Words of affirmations
Words of affirmations repeated daily can make you feel heard. Write yourself little love notes. Use a vision board to visualise the state you wish to work towards. Just as you feel soothed, heard and acknowledged when someone else speaks words of affirmations to you, you will get the same feeling when you practice positive and reassuring self-talk.
Gifts
Getting yourself meaningful gifts especially the ones that are significant for your inner child or for your healing or when distressed, can help you feel connected. Make a habit of getting something for yourself when you "go away" in nature, or on holiday. Ensure you either wrap this up or put your name on it, or let yourself know that this is for you.
Explore things that matter to you and that are in your best interest. Create boundaries. Listen to, and pay attention to yourself, especially to your emotions and thoughts.
Get into the habit of practicing the pause and deep breathing, throughout your day. Dichotomy of control and freedom of choice. Learn to access a feeling word for a sensation or feeling in your body.

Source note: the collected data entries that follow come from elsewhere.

//! User entity model.

use chrono::{DateTime, Utc};
use serde::{Deserialize, Serialize};
use sqlx::FromRow;

use super::role::UserRole;

/// An account that can authenticate against the API.
#[derive(Debug, Clone, PartialEq, Serialize, Deserialize, FromRow)]
pub struct User {
    /// Unique user identifier.
    pub id: i64,
    /// Display name.
    pub name: String,
    /// Unique login email.
    pub email: String,
    /// Argon2 password hash.
    #[serde(skip_serializing, default)]
    pub password_hash: String,
    /// Authorization role.
    pub role: UserRole,
    /// When the user was created.
    pub created_at: DateTime<Utc>,
    /// When the user was last updated.
    pub updated_at: DateTime<Utc>,
}

impl User {
    /// Check if this user has admin privileges.
    pub fn is_admin(&self) -> bool {
        self.role.is_admin()
    }
}

/// Data required to create a new user.
#[derive(Debug, Clone)]
pub struct NewUser {
    /// Display name.
    pub name: String,
    /// Login email.
    pub email: String,
    /// Pre-hashed password.
    pub password_hash: String,
    /// Assigned role.
    pub role: UserRole,
}

/// A partial update to a user account.
#[derive(Debug, Clone, Default)]
pub struct UserChanges {
    /// New display name.
    pub name: Option<String>,
    /// New login email.
    pub email: Option<String>,
    /// New pre-hashed password.
    pub password_hash: Option<String>,
}

impl UserChanges {
    /// Whether the patch touches nothing.
    pub fn is_empty(&self) -> bool {
        self.name.is_none() && self.email.is_none() && self.password_hash.is_none()
    }
}
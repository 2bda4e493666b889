//! Flattens clients and their nested rows into one sheet.

use std::sync::Arc;

use serde::{Deserialize, Serialize};
use serde_json::Value;
use tracing::debug;

use clientdesk_auth::rbac::{RbacEnforcer, SystemPermission};
use clientdesk_core::error::AppError;
use clientdesk_core::result::AppResult;
use clientdesk_database::store::{ClientRepository, Database};
use clientdesk_entity::client::ClientWithRelations;

use crate::client::service::with_relations;
use crate::context::RequestContext;

const FIXED_COLUMNS: [&str; 8] = [
    "Client ID",
    "Name",
    "Last Name",
    "Email",
    "Phone",
    "Active",
    "Created At",
    "Updated At",
];

/// A header row plus one row per client. Cells past a client's last
/// address or document are `null`.
#[derive(Debug, Clone, PartialEq, Serialize, Deserialize)]
pub struct ReportSheet {
    /// Column headers.
    pub columns: Vec<String>,
    /// One row per client, each as wide as `columns`.
    pub rows: Vec<Vec<Value>>,
}

/// Builds client report sheets.
#[derive(Clone)]
pub struct ClientReportService {
    db: Arc<dyn Database>,
    rbac: Arc<RbacEnforcer>,
}

impl std::fmt::Debug for ClientReportService {
    fn fmt(&self, f: &mut std::fmt::Formatter<'_>) -> std::fmt::Result {
        f.debug_struct("ClientReportService")
            .field("backend", &self.db.backend())
            .finish()
    }
}

impl ClientReportService {
    /// Creates a new report service.
    pub fn new(db: Arc<dyn Database>, rbac: Arc<RbacEnforcer>) -> Self {
        Self { db, rbac }
    }

    /// Report on every client, or on `client_id` alone.
    pub async fn build(
        &self,
        ctx: &RequestContext,
        client_id: Option<i64>,
    ) -> AppResult<ReportSheet> {
        self.rbac
            .require_permission(&ctx.role, &SystemPermission::ClientReport)?;

        let mut uow = self.db.begin().await?;
        let clients = match client_id {
            Some(id) => vec![
                uow.find_client(id)
                    .await?
                    .ok_or_else(|| AppError::not_found(format!("Client {id} not found")))?,
            ],
            None => uow.list_clients().await?,
        };
        let clients = with_relations(&mut *uow, clients).await?;

        let sheet = flatten(&clients);
        debug!(rows = sheet.rows.len(), columns = sheet.columns.len(), "Client report built");
        Ok(sheet)
    }
}

/// Lay clients out in one table. Address and document column groups repeat
/// as many times as the widest client needs.
pub fn flatten(clients: &[ClientWithRelations]) -> ReportSheet {
    let address_groups = clients.iter().map(|c| c.addresses.len()).max().unwrap_or(0);
    let document_groups = clients.iter().map(|c| c.documents.len()).max().unwrap_or(0);

    let mut columns: Vec<String> = FIXED_COLUMNS.iter().map(|c| c.to_string()).collect();
    for n in 1..=address_groups {
        columns.push(format!("Address {n}"));
        columns.push(format!("Postal Code {n}"));
        columns.push(format!("Country {n}"));
    }
    for n in 1..=document_groups {
        columns.push(format!("Document Type {n}"));
        columns.push(format!("Document Number {n}"));
    }

    let rows = clients
        .iter()
        .map(|c| {
            let client = &c.client;
            let mut row = vec![
                Value::from(client.id),
                Value::from(client.name.as_str()),
                Value::from(client.last_name.as_str()),
                Value::from(client.email.as_str()),
                Value::from(client.phone.as_str()),
                Value::from(if client.is_active { "Yes" } else { "No" }),
                Value::from(client.created_at.to_rfc3339()),
                Value::from(client.updated_at.to_rfc3339()),
            ];
            for i in 0..address_groups {
                match c.addresses.get(i) {
                    Some(a) => row.extend([
                        Value::from(a.address.as_str()),
                        a.postal_code.as_deref().map_or(Value::Null, Value::from),
                        Value::from(a.country.as_str()),
                    ]),
                    None => row.extend([Value::Null, Value::Null, Value::Null]),
                }
            }
            for i in 0..document_groups {
                match c.documents.get(i) {
                    Some(d) => row.extend([
                        Value::from(d.document_type.as_str()),
                        Value::from(d.document_number.as_str()),
                    ]),
                    None => row.extend([Value::Null, Value::Null]),
                }
            }
            row
        })
        .collect();

    ReportSheet { columns, rows }
}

Develop a daily routine that starts from morning to night. When you get up, learn to imagine what a mother or lover would do to support a child, and do that for yourself. Get up with gratitude for life, health, food, shelter etc. Start from the inside-out.
Meditate to the cosmos.
Hug yourself and repeat affirmations.
Deep breathing exercises.
Catharsis.
Set an intention that your day is going to be bright, shiny and fun. " Today is going to be a good day!"
Segment intending throughout the day.
SIFTSEM for emotional regulation. Journal.
Love on the Second and Third Levels. You live in community. You have friends, or you can learn to make friends, have family, colleagues, and neighbours. Reach out to the immediate circle. Reach out also, to the greater public in need.
Notice kindness.
Say no to yourself if something is not in your best interest.
Eat healthy and exercise.
Bed time reflection.
Praise yourself for going through the day.
Count backwards from 100 to 0 in meditation.
Hug and soothe your inner child good night.
Set an intention for tomorrow.
Note that all these things are acts a mother would normally do for a child. However, as a grown adult, nobody has the capacity to do these for themselves as well as for you. It therefore falls on you to learn to create a secure relationship with yourself.
Create a safe Haven for you to go back to when feeling unsafe, to be your safe base from which to explore the world, and to minimise anxiety and distress and focus inwards to self-regulate. Prevent self-separating or disconnecting with yourself by looking outwards for validation and soothing.
You have the resources. With love on three levels, you can learn resourcefulness.